Pedometers have been in use for years, and some farms are experimenting with other biometric sensors as well. "Technology for monitoring heart rate, PH of the stomach, and temperature of the cow on a real-time basis represents some exciting opportunities for earlier detection of problems," says Smith.

TenXsys Inc., which made its name building telemetry devices for the space program, is in the process of launching a temperature sensor called SmartBolus that's designed to sit harmlessly in a cow's first stomach. The battery-powered pill-shaped device, which is 4.3 in. long and has a diameter of 1.3 in., lasts about four years. (It can't be removed; when power runs out, another is introduced.)

It takes temperature readings and uses a transponder to transmit that data 96 times a day to a solar-powered repeater in the corral. The repeater relays the readings to a PC in the office and from there the data is integrated with a DHI dairy management program called DHI-Plus.

BellaHealth Systems in Greeley, Colo., is working on a similar system that uses a passive RFID tag to log the temperature when a cow passes by a reader gate in the pen or milking parlor.

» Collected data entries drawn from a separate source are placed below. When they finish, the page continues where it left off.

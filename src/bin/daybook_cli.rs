use daybook::{cli::output, cli::run_cli, config::ConfigManager, init_with_filter};

fn main() {
    let config = match ConfigManager::default_location().and_then(|manager| manager.load()) {
        Ok(config) => config,
        Err(err) => {
            output::error(format!("failed to load configuration: {err}"));
            std::process::exit(1);
        }
    };
    init_with_filter(config.log_filter.as_deref());

    if let Err(err) = run_cli(std::env::args().skip(1), &config) {
        output::error(err);
        std::process::exit(1);
    }
}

These devices can detect a cow in heat and can help with early detection of pregnancy or illness, particularly after calving, when cows are susceptible to infections that can delay their return to milk production. Scott Cockroft, owner of Cockroft Dairy in Kersey, Colo., and vice president of Bella Health, says early detection can reduce the time it takes to recover from an illness from a week or more to as little as two or three days.

The usefulness of these types of sensors remains unproven, says Jim Reynolds, a clinician at the University of California, Davis, School of Veterinary Medicine. Historically, temperature sensors have not worked very well because of animal temperature variations, he says. Cows allow their temperature to rise and fall with environmental conditions, and the temperature in the stomach can quickly change when a cow drinks. The systems need to take such variables into account to avoid false alarms, he says. Nonetheless, he says the technologies have great potential.

Despite the uncertainties, technology is moving ahead in the dairy industry. Sawyer, at Diamond S Ranch, sees adaptation to high tech ways as a maturing process, particularly as dairies get bigger. "All of these things are a natural. To do a top job, you have to rely on technology to assist you and get attention to the cows that need it," he says.

At Fair Oaks Farm in Fair Oaks, Ind., manager Tom Sarosy is already mining operational data in new ways. "I'm constantly looking at it to see if there's a weak spot," he says.

On the other hand, he says, dairy farms could suffer from information overload if the number of IT systems and sensors -- and in the amount of data they produce -- keeps increasing.

Creating lists of cows that might have problems based on biometric readings could become a distraction. The danger, says Sarosy, is that sensors "shift the focus to the technology instead of the cows."